▸ **SOURCE DATA**:
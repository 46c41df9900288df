use std::collections::HashMap;
use std::fs;
use std::path::Path;

use binreplay_core::Dialect;
use binreplay_writer::DriftPolicy;
use serde::Deserialize;

use crate::error::{ConfigError, ConfigResult};

/// Overrides `[writer] batch_size`.
pub const BATCH_SIZE_ENV: &str = "BINREPLAY_BATCH_SIZE";
/// Overrides `[retry] max_attempts`.
pub const WRITE_RETRIES_ENV: &str = "BINREPLAY_WRITE_RETRIES";

/// Replay configuration as parsed from binreplay.toml.
#[derive(Debug, Deserialize)]
pub struct ReplayConfig {
    #[serde(default)]
    pub writer: WriterSection,
    #[serde(default)]
    pub retry: RetrySection,
    #[serde(default)]
    pub rewrites: RewritesSection,
    pub target: TargetSection,
    pub state: StateSection,
}

impl ReplayConfig {
    /// Parse a replay config from a TOML string.
    pub fn parse(toml_str: &str) -> ConfigResult<Self> {
        let config: ReplayConfig = toml::from_str(toml_str)?;
        Ok(config)
    }

    /// Read and parse a config file, then apply environment overrides.
    pub fn load(path: impl AsRef<Path>) -> ConfigResult<Self> {
        let path = path.as_ref();
        let content = fs::read_to_string(path).map_err(|source| ConfigError::ReadError {
            path: path.to_path_buf(),
            source,
        })?;
        let mut config = Self::parse(&content)?;
        config.apply_env_overrides()?;
        Ok(config)
    }

    /// Apply `BINREPLAY_*` overrides from the process environment.
    pub fn apply_env_overrides(&mut self) -> ConfigResult<()> {
        self.apply_overrides(|var| std::env::var(var).ok())
    }

    /// Apply overrides looked up through `lookup`.
    pub fn apply_overrides<F>(&mut self, lookup: F) -> ConfigResult<()>
    where
        F: Fn(&str) -> Option<String>,
    {
        if let Some(value) = lookup(BATCH_SIZE_ENV) {
            self.writer.batch_size = parse_override(BATCH_SIZE_ENV, &value)?;
        }
        if let Some(value) = lookup(WRITE_RETRIES_ENV) {
            self.retry.max_attempts = parse_override(WRITE_RETRIES_ENV, &value)?;
        }
        Ok(())
    }

    /// The target connection string with `${VAR}` references resolved.
    pub fn target_connection_string(&self) -> String {
        resolve_env(&self.target.connection_string)
    }

    /// The state database path with `${VAR}` references resolved.
    pub fn state_path(&self) -> String {
        resolve_env(&self.state.path)
    }
}

fn parse_override<T: std::str::FromStr>(var: &str, value: &str) -> ConfigResult<T> {
    value
        .trim()
        .parse()
        .map_err(|_| ConfigError::InvalidEnvOverride {
            var: var.to_string(),
            value: value.to_string(),
        })
}

/// Resolve environment variables in a string.
/// Supports ${VAR_NAME} syntax; unset variables resolve to an empty string.
pub fn resolve_env(s: &str) -> String {
    let mut result = String::with_capacity(s.len());
    let mut rest = s;

    while let Some(start) = rest.find("${") {
        let Some(len) = rest[start..].find('}') else {
            break;
        };
        result.push_str(&rest[..start]);
        let var_name = &rest[start + 2..start + len];
        result.push_str(&std::env::var(var_name).unwrap_or_default());
        rest = &rest[start + len + 1..];
    }

    result.push_str(rest);
    result
}

/// `[writer]` section.
#[derive(Debug, Deserialize)]
pub struct WriterSection {
    /// Maximum events per transaction.
    #[serde(default = "default_batch_size")]
    pub batch_size: usize,
    /// Inbound queue capacity, defaults to the batch size.
    pub queue_capacity: Option<usize>,
    /// "fail" or "reload".
    #[serde(default)]
    pub drift_policy: DriftPolicy,
    #[serde(default)]
    pub dialect: Dialect,
    /// Comment prefixed to every applied statement.
    pub marginalia: Option<String>,
}

fn default_batch_size() -> usize {
    100
}

impl Default for WriterSection {
    fn default() -> Self {
        Self {
            batch_size: default_batch_size(),
            queue_capacity: None,
            drift_policy: DriftPolicy::default(),
            dialect: Dialect::default(),
            marginalia: None,
        }
    }
}

/// `[retry]` section.
#[derive(Debug, Deserialize)]
pub struct RetrySection {
    #[serde(default = "default_max_attempts")]
    pub max_attempts: u32,
    #[serde(default = "default_initial_delay_ms")]
    pub initial_delay_ms: u64,
    #[serde(default = "default_max_delay_ms")]
    pub max_delay_ms: u64,
    #[serde(default = "default_backoff_factor")]
    pub backoff_factor: f64,
}

fn default_max_attempts() -> u32 {
    5
}

fn default_initial_delay_ms() -> u64 {
    500
}

fn default_max_delay_ms() -> u64 {
    10_000
}

fn default_backoff_factor() -> f64 {
    2.0
}

impl Default for RetrySection {
    fn default() -> Self {
        Self {
            max_attempts: default_max_attempts(),
            initial_delay_ms: default_initial_delay_ms(),
            max_delay_ms: default_max_delay_ms(),
            backoff_factor: default_backoff_factor(),
        }
    }
}

/// `[rewrites]` section: source name to target name.
#[derive(Debug, Default, Deserialize)]
pub struct RewritesSection {
    #[serde(default)]
    pub databases: HashMap<String, String>,
    #[serde(default)]
    pub tables: HashMap<String, String>,
}

#[derive(Debug, Deserialize)]
pub struct TargetSection {
    pub connection_string: String,
}

#[derive(Debug, Deserialize)]
pub struct StateSection {
    /// Path of the SQLite checkpoint database.
    pub path: String,
    /// Stream name checkpoints are recorded under.
    #[serde(default = "default_stream")]
    pub stream: String,
}

fn default_stream() -> String {
    "default".to_string()
}
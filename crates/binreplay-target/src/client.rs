use std::future::Future;

use binreplay_core::TableSchema;

use crate::error::TargetResult;

/// Trait for the database events are replayed into.
pub trait TargetDatabase: Send + Sync {
    /// Execute a request holding a complete transaction (`BEGIN` ... `COMMIT`).
    ///
    /// On error nothing from the request may remain applied.
    fn execute(&self, query: String) -> impl Future<Output = TargetResult<()>> + Send;

    /// Load the current column list of a target table, in ordinal order.
    /// Returns `None` if the table does not exist.
    fn load_table_schema(
        &self,
        database: String,
        table: String,
    ) -> impl Future<Output = TargetResult<Option<TableSchema>>> + Send;
}
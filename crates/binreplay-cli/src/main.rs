use std::path::{Path, PathBuf};

use anyhow::{Context, Result};
use clap::{Parser, Subcommand};

mod commands;
mod env;
mod feed;

use binreplay_config::ReplayConfig;
use commands::{cmd_check_config, cmd_run, cmd_status};

#[derive(Parser)]
#[command(name = "binreplay")]
#[command(about = "Replay row-level replication events into a target database")]
#[command(version)]
struct Cli {
    #[command(subcommand)]
    command: Commands,

    /// Path to binreplay.toml config file
    #[arg(short, long, global = true, default_value = "binreplay.toml")]
    config: PathBuf,
}

#[derive(Subcommand)]
enum Commands {
    /// Replay change events into the target database
    Run {
        /// Newline-delimited JSON event feed (defaults to stdin)
        #[arg(long)]
        events: Option<PathBuf>,
    },

    /// Show recorded checkpoints
    Status,

    /// Validate the configuration file
    CheckConfig,
}

#[tokio::main]
async fn main() -> Result<()> {
    // Initialize tracing
    tracing_subscriber::fmt()
        .with_writer(std::io::stderr)
        .with_env_filter(
            tracing_subscriber::EnvFilter::from_default_env()
                .add_directive("binreplay=info".parse()?),
        )
        .init();

    env::load_dotenv_from_ancestors()?;

    let cli = Cli::parse();
    let config = load_config(&cli.config)?;

    match cli.command {
        Commands::Run { events } => cmd_run(config, events).await,
        Commands::Status => cmd_status(config),
        Commands::CheckConfig => cmd_check_config(config),
    }
}

fn load_config(path: &Path) -> Result<ReplayConfig> {
    ReplayConfig::load(path)
        .with_context(|| format!("Failed to load config file: {}", path.display()))
}
use binreplay_core::ChangeEvent;
use tokio::sync::mpsc::{self, error::TryRecvError};

/// Move already-buffered events from `rx` into `batch` without waiting, until
/// `batch` holds `max` events or the queue is momentarily empty.
///
/// Returns `true` if the queue is closed and fully drained.
pub(crate) fn fill_batch(
    rx: &mut mpsc::Receiver<ChangeEvent>,
    batch: &mut Vec<ChangeEvent>,
    max: usize,
) -> bool {
    while batch.len() < max {
        match rx.try_recv() {
            Ok(event) => batch.push(event),
            Err(TryRecvError::Empty) => return false,
            Err(TryRecvError::Disconnected) => return true,
        }
    }
    false
}
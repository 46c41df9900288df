use std::time::Duration;

use binreplay_core::Rewrites;
use binreplay_writer::{RetryPolicy, WriterConfig};

use crate::error::{ConfigError, ConfigResult};
use crate::replay::ReplayConfig;

/// Validate a replay configuration.
pub fn validate_config(config: &ReplayConfig) -> ConfigResult<()> {
    validate_writer(config)?;
    validate_retry(config)?;
    validate_required(config)?;
    Ok(())
}

fn validate_writer(config: &ReplayConfig) -> ConfigResult<()> {
    if config.writer.batch_size == 0 {
        return Err(ConfigError::InvalidBatchSize);
    }
    if config.writer.queue_capacity == Some(0) {
        return Err(ConfigError::InvalidQueueCapacity);
    }
    Ok(())
}

fn validate_retry(config: &ReplayConfig) -> ConfigResult<()> {
    let retry = &config.retry;
    if retry.max_attempts == 0 {
        return Err(ConfigError::InvalidRetryAttempts);
    }
    if !retry.backoff_factor.is_finite() || retry.backoff_factor < 1.0 {
        return Err(ConfigError::InvalidBackoffFactor(retry.backoff_factor));
    }
    if retry.max_delay_ms < retry.initial_delay_ms {
        return Err(ConfigError::InvalidRetryDelays {
            initial_ms: retry.initial_delay_ms,
            max_ms: retry.max_delay_ms,
        });
    }
    Ok(())
}

fn validate_required(config: &ReplayConfig) -> ConfigResult<()> {
    if config.target.connection_string.trim().is_empty() {
        return Err(ConfigError::MissingField {
            field: "target.connection_string".to_string(),
        });
    }
    if config.state.path.trim().is_empty() {
        return Err(ConfigError::MissingField {
            field: "state.path".to_string(),
        });
    }
    if config.state.stream.trim().is_empty() {
        return Err(ConfigError::MissingField {
            field: "state.stream".to_string(),
        });
    }
    Ok(())
}

/// Convert a validated replay config to the writer's configuration.
pub fn to_writer_config(config: &ReplayConfig) -> ConfigResult<WriterConfig> {
    validate_config(config)?;

    let writer = &config.writer;
    let retry = &config.retry;

    Ok(WriterConfig {
        batch_size: writer.batch_size,
        queue_capacity: writer.queue_capacity,
        retry: RetryPolicy {
            max_attempts: retry.max_attempts,
            initial_delay: Duration::from_millis(retry.initial_delay_ms),
            max_delay: Duration::from_millis(retry.max_delay_ms),
            backoff_factor: retry.backoff_factor,
        },
        drift_policy: writer.drift_policy,
        dialect: writer.dialect,
        rewrites: Rewrites::new(
            config.rewrites.databases.clone(),
            config.rewrites.tables.clone(),
        ),
        marginalia: writer.marginalia.clone(),
    })
}
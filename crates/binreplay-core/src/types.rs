use chrono::{DateTime, Utc};
use serde::{Deserialize, Serialize};

use crate::error::Result;
use crate::position::BinlogPosition;
use crate::schema::TableSchema;
use crate::statement::{self, Dialect};

/// A decoded column value, supporting the types the replication log carries.
///
/// Decimals, temporal values and enums arrive from the decoder already
/// rendered as strings. On the wire, scalars are bare JSON while bytes and
/// JSON documents are wrapped as `{"bytes": "<hex>"}` and `{"json": <doc>}`,
/// so a document that happens to be an array of small integers is never read
/// back as bytes.
#[derive(Debug, Clone, PartialEq, Serialize, Deserialize)]
#[serde(from = "WireValue", into = "WireValue")]
pub enum Value {
    Null,
    Bool(bool),
    Int(i64),
    UInt(u64),
    Float(f64),
    String(String),
    Bytes(Vec<u8>),
    Json(serde_json::Value),
}

#[derive(Serialize, Deserialize)]
#[serde(untagged)]
enum WireValue {
    Null,
    Bool(bool),
    Int(i64),
    UInt(u64),
    Float(f64),
    String(String),
    Bytes {
        #[serde(with = "hex::serde")]
        bytes: Vec<u8>,
    },
    Json {
        json: serde_json::Value,
    },
}

impl From<WireValue> for Value {
    fn from(wire: WireValue) -> Self {
        match wire {
            WireValue::Null => Value::Null,
            WireValue::Bool(b) => Value::Bool(b),
            WireValue::Int(i) => Value::Int(i),
            WireValue::UInt(u) => Value::UInt(u),
            WireValue::Float(f) => Value::Float(f),
            WireValue::String(s) => Value::String(s),
            WireValue::Bytes { bytes } => Value::Bytes(bytes),
            WireValue::Json { json } => Value::Json(json),
        }
    }
}

impl From<Value> for WireValue {
    fn from(value: Value) -> Self {
        match value {
            Value::Null => WireValue::Null,
            Value::Bool(b) => WireValue::Bool(b),
            Value::Int(i) => WireValue::Int(i),
            Value::UInt(u) => WireValue::UInt(u),
            Value::Float(f) => WireValue::Float(f),
            Value::String(s) => WireValue::String(s),
            Value::Bytes(bytes) => WireValue::Bytes { bytes },
            Value::Json(json) => WireValue::Json { json },
        }
    }
}

impl Value {
    pub fn is_null(&self) -> bool {
        matches!(self, Value::Null)
    }
}

impl From<i64> for Value {
    fn from(v: i64) -> Self {
        Value::Int(v)
    }
}

impl From<u64> for Value {
    fn from(v: u64) -> Self {
        Value::UInt(v)
    }
}

impl From<&str> for Value {
    fn from(v: &str) -> Self {
        Value::String(v.to_string())
    }
}

impl From<String> for Value {
    fn from(v: String) -> Self {
        Value::String(v)
    }
}

impl From<bool> for Value {
    fn from(v: bool) -> Self {
        Value::Bool(v)
    }
}

/// A positional row image, aligned with the event's schema columns.
pub type Row = Vec<Value>;

/// The row images carried by each kind of mutation.
#[derive(Debug, Clone, PartialEq, Serialize, Deserialize)]
#[serde(tag = "op", rename_all = "lowercase")]
pub enum RowChange {
    Insert { new: Row },
    Update { old: Row, new: Row },
    Delete { old: Row },
}

/// A row-level change decoded from the source's replication log.
#[derive(Debug, Clone, PartialEq, Serialize, Deserialize)]
pub struct ChangeEvent {
    /// Source database name (before rewrites).
    pub database: String,
    /// Source table name (before rewrites).
    pub table: String,
    /// Columns the row images were encoded against.
    pub schema: TableSchema,
    #[serde(flatten)]
    pub change: RowChange,
    /// Where this event sits in the replication log.
    pub position: BinlogPosition,
    /// Position that is safe to resume from once this event is applied.
    pub resumable_position: BinlogPosition,
    /// Source commit time.
    pub timestamp: DateTime<Utc>,
}

impl ChangeEvent {
    /// Create an event whose resumable position equals its position.
    pub fn new(
        database: impl Into<String>,
        table: impl Into<String>,
        schema: TableSchema,
        change: RowChange,
        position: BinlogPosition,
    ) -> Self {
        Self {
            database: database.into(),
            table: table.into(),
            schema,
            change,
            resumable_position: position.clone(),
            position,
            timestamp: Utc::now(),
        }
    }

    pub fn with_resumable_position(mut self, position: BinlogPosition) -> Self {
        self.resumable_position = position;
        self
    }

    pub fn with_timestamp(mut self, timestamp: DateTime<Utc>) -> Self {
        self.timestamp = timestamp;
        self
    }

    /// Render this event as a statement against `database`.`table`.
    ///
    /// The names are the target names, i.e. after rewrites were applied.
    pub fn to_sql(&self, dialect: Dialect, database: &str, table: &str) -> Result<String> {
        let target = dialect.qualified_table(database, table);
        match &self.change {
            RowChange::Insert { new } => statement::insert(dialect, &target, &self.schema, new),
            RowChange::Update { old, new } => {
                statement::update(dialect, &target, &self.schema, old, new)
            }
            RowChange::Delete { old } => statement::delete(dialect, &target, &self.schema, old),
        }
    }
}
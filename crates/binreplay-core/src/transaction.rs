use crate::annotate::StatementAnnotator;

/// Accumulates annotated statements inside a `BEGIN` ... `COMMIT` envelope so
/// a whole batch can be sent to the target as one request.
pub struct TransactionBuffer<'a> {
    annotator: &'a dyn StatementAnnotator,
    statements: Vec<String>,
}

impl<'a> TransactionBuffer<'a> {
    pub fn begin(annotator: &'a dyn StatementAnnotator) -> Self {
        Self {
            annotator,
            statements: vec![annotator.annotate("BEGIN")],
        }
    }

    pub fn push(&mut self, statement: &str) {
        self.statements.push(self.annotator.annotate(statement));
    }

    /// Render the full request, terminated by an unannotated `COMMIT`.
    pub fn commit(self) -> String {
        let mut query = String::new();
        for statement in &self.statements {
            query.push_str(statement);
            query.push_str(";\n");
        }
        query.push_str("COMMIT");
        query
    }
}
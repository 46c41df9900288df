use thiserror::Error;

/// Errors from the target database.
#[derive(Debug, Error)]
pub enum TargetError {
    #[error("connection failed: {0}")]
    Connection(String),

    #[error("connection closed")]
    Closed,

    #[error("{message} (code: {code})")]
    Database { code: String, message: String },

    #[error("target error: {0}")]
    Other(String),
}

impl From<tokio_postgres::Error> for TargetError {
    fn from(e: tokio_postgres::Error) -> Self {
        // Extract database error details if available
        if let Some(db_err) = e.as_db_error() {
            TargetError::Database {
                code: db_err.code().code().to_string(),
                message: format!("{}: {}", db_err.severity(), db_err.message()),
            }
        } else if e.is_closed() {
            TargetError::Closed
        } else {
            TargetError::Other(e.to_string())
        }
    }
}

pub type TargetResult<T> = Result<T, TargetError>;
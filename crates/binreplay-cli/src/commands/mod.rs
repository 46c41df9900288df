mod check_config;
mod run;
mod status;

pub use check_config::cmd_check_config;
pub use run::cmd_run;
pub use status::cmd_status;
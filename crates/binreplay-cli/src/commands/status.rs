use anyhow::{Context, Result};
use binreplay_config::ReplayConfig;
use binreplay_state::SqliteStateStore;

pub fn cmd_status(config: ReplayConfig) -> Result<()> {
    let path = config.state_path();
    let store = SqliteStateStore::open_read_only(&path, &config.state.stream)
        .with_context(|| format!("Failed to open state database: {}", path))?;

    let checkpoints = store.all_checkpoints()?;

    if checkpoints.is_empty() {
        println!("No checkpoints found. Run 'binreplay run' to start replaying.");
        return Ok(());
    }

    println!("\nReplay Status:");
    println!("{:<30} {:>30} {:>15}", "Stream", "Log file", "Offset");
    println!("{:-<77}", "");

    for (stream, position) in checkpoints {
        let marker = if stream == config.state.stream { "*" } else { "" };
        println!(
            "{:<30} {:>30} {:>15}",
            format!("{}{}", stream, marker),
            position.file,
            position.offset
        );
    }

    println!();
    Ok(())
}
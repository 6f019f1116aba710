//! User profile routes.

use axum::{
    Router,
    extract::{Path, State},
    response::Json as ResponseJson,
    routing::{get, post},
};
use db::models::user_profile::{UpsertUserProfile, UserProfile};
use utils::response::ApiResponse;
use uuid::Uuid;

use crate::{AppState, auth::AuthUser, error::ApiError};

/// Create or refresh the caller's profile from their session claims.
pub async fn upsert_me(
    State(state): State<AppState>,
    AuthUser(session): AuthUser,
) -> Result<ResponseJson<ApiResponse<UserProfile>>, ApiError> {
    let data = UpsertUserProfile {
        display_name: session.name,
        email: session.email,
        photo_url: session.picture,
    };
    let profile = state.store().upsert_user(session.user_id, &data).await?;
    Ok(ResponseJson(ApiResponse::success(profile)))
}

pub async fn get_user(
    State(state): State<AppState>,
    _user: AuthUser,
    Path(user_id): Path<Uuid>,
) -> Result<ResponseJson<ApiResponse<UserProfile>>, ApiError> {
    let profile = state.store().find_user(user_id).await?;
    Ok(ResponseJson(ApiResponse::success(profile)))
}

pub fn router(_state: &AppState) -> Router<AppState> {
    Router::new()
        .route("/users/me", post(upsert_me))
        .route("/users/{user_id}", get(get_user))
}
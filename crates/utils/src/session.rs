//! Session tokens: HS256 JWTs whose subject is the user's profile id.

use chrono::{Duration, Utc};
use jsonwebtoken::{Algorithm, DecodingKey, EncodingKey, Header, Validation, decode, encode};
use serde::{Deserialize, Serialize};
use thiserror::Error;
use uuid::Uuid;

#[derive(Debug, Error)]
pub enum SessionError {
    #[error("missing bearer token")]
    MissingToken,
    #[error("invalid session token: {0}")]
    InvalidToken(#[from] jsonwebtoken::errors::Error),
    #[error("session subject is not a user id: {0}")]
    InvalidSubject(String),
}

#[derive(Debug, Clone, Serialize, Deserialize)]
pub struct SessionClaims {
    pub sub: String,
    pub exp: i64,
    #[serde(default, skip_serializing_if = "Option::is_none")]
    pub email: Option<String>,
    #[serde(default, skip_serializing_if = "Option::is_none")]
    pub name: Option<String>,
    #[serde(default, skip_serializing_if = "Option::is_none")]
    pub picture: Option<String>,
}

/// The authenticated user behind a verified session token.
#[derive(Debug, Clone, PartialEq, Eq)]
pub struct Session {
    pub user_id: Uuid,
    pub email: Option<String>,
    pub name: Option<String>,
    pub picture: Option<String>,
}

/// Extract the token from an `Authorization: Bearer <token>` header value.
pub fn bearer_token(header: Option<&str>) -> Result<&str, SessionError> {
    header
        .and_then(|value| value.strip_prefix("Bearer "))
        .map(str::trim)
        .filter(|token| !token.is_empty())
        .ok_or(SessionError::MissingToken)
}

pub fn verify_session_token(token: &str, secret: &[u8]) -> Result<Session, SessionError> {
    let data = decode::<SessionClaims>(
        token,
        &DecodingKey::from_secret(secret),
        &Validation::new(Algorithm::HS256),
    )?;
    let claims = data.claims;
    let user_id =
        Uuid::parse_str(&claims.sub).map_err(|_| SessionError::InvalidSubject(claims.sub.clone()))?;

    Ok(Session {
        user_id,
        email: claims.email,
        name: claims.name,
        picture: claims.picture,
    })
}

/// Sign a token for `user_id` valid for `ttl`.
pub fn issue_session_token(
    user_id: Uuid,
    email: Option<String>,
    ttl: Duration,
    secret: &[u8],
) -> Result<String, SessionError> {
    let claims = SessionClaims {
        sub: user_id.to_string(),
        exp: (Utc::now() + ttl).timestamp(),
        email,
        name: None,
        picture: None,
    };
    Ok(encode(
        &Header::new(Algorithm::HS256),
        &claims,
        &EncodingKey::from_secret(secret),
    )?)
}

▸ **BRIEF**:
Every line that holds the word "applied" should be copied from the records above.

▸ **ANSWER AREA**:
    /// Comment prefixed to every applied statement.
    /// On error nothing from the request may remain applied.
    /// Position that is safe to resume from once this event is applied.
    /// The names are the target names, i.e. after rewrites were applied.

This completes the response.